Exercise brief:
Could you find every line in the entries below that holds the word "written" and copy it?

Dataset records:
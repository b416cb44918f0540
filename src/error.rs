//! Error types for the frame decode harness.

use std::path::PathBuf;

use thiserror::Error;

use crate::audio::CodecError;

/// Every way a single harness run can end short of a written `.pcm` file.
#[derive(Debug, Error)]
pub enum HarnessError {
    /// Input could not be opened or read, or output could not be written.
    #[error("file I/O failed for {}: {source}", .path.display())]
    Io {
        path: PathBuf,
        #[source]
        source: std::io::Error,
    },

    /// Memory for the payload or PCM buffer could not be reserved.
    #[error("could not allocate {bytes} bytes")]
    Allocation { bytes: u64 },

    /// Geometry rejected before reaching the codec.
    #[error("invalid frame geometry: {0}")]
    InvalidGeometry(String),

    /// The codec refused to construct a decoder for the geometry.
    #[error("failed to create decoder: {reason}")]
    DecoderInit { reason: String },

    #[error("payload is empty, nothing to decode")]
    EmptyPayload,

    /// The codec rejected the payload.
    #[error("decode failed ({code}): {reason}")]
    Decode { code: i32, reason: String },

    #[error("decoder has already been used for this run")]
    AlreadyDecoded,
}

impl HarnessError {
    pub(crate) fn io(path: impl Into<PathBuf>, source: std::io::Error) -> Self {
        HarnessError::Io {
            path: path.into(),
            source,
        }
    }

    /// Process exit status for this failure.
    ///
    /// `1` for environment failures (I/O, memory, decoder construction),
    /// `2` when the payload itself failed to decode.
    pub fn exit_code(&self) -> u8 {
        match self {
            HarnessError::Io { .. }
            | HarnessError::Allocation { .. }
            | HarnessError::InvalidGeometry(_)
            | HarnessError::DecoderInit { .. } => 1,
            HarnessError::EmptyPayload
            | HarnessError::Decode { .. }
            | HarnessError::AlreadyDecoded => 2,
        }
    }
}

impl From<CodecError> for HarnessError {
    fn from(err: CodecError) -> Self {
        HarnessError::Decode {
            code: err.code,
            reason: err.reason,
        }
    }
}

#[cfg(test)]
mod tests {
    use super::*;

    #[test]
    fn environment_failures_exit_with_one() {
        let io = HarnessError::io(
            "missing.opus",
            std::io::Error::from(std::io::ErrorKind::NotFound),
        );
        assert_eq!(io.exit_code(), 1);
        assert_eq!(HarnessError::Allocation { bytes: 1 }.exit_code(), 1);
        assert_eq!(
            HarnessError::DecoderInit {
                reason: "invalid argument".into()
            }
            .exit_code(),
            1
        );
    }

    #[test]
    fn decode_failures_exit_with_two() {
        assert_eq!(HarnessError::EmptyPayload.exit_code(), 2);
        let err: HarnessError = CodecError::new(-4, "corrupted stream").into();
        assert!(matches!(err, HarnessError::Decode { code: -4, .. }));
        assert_eq!(err.exit_code(), 2);
        assert_eq!(err.to_string(), "decode failed (-4): corrupted stream");
    }
}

Problem solution:
/// Every way a single harness run can end short of a written `.pcm` file.
    /// Input could not be opened or read, or output could not be written.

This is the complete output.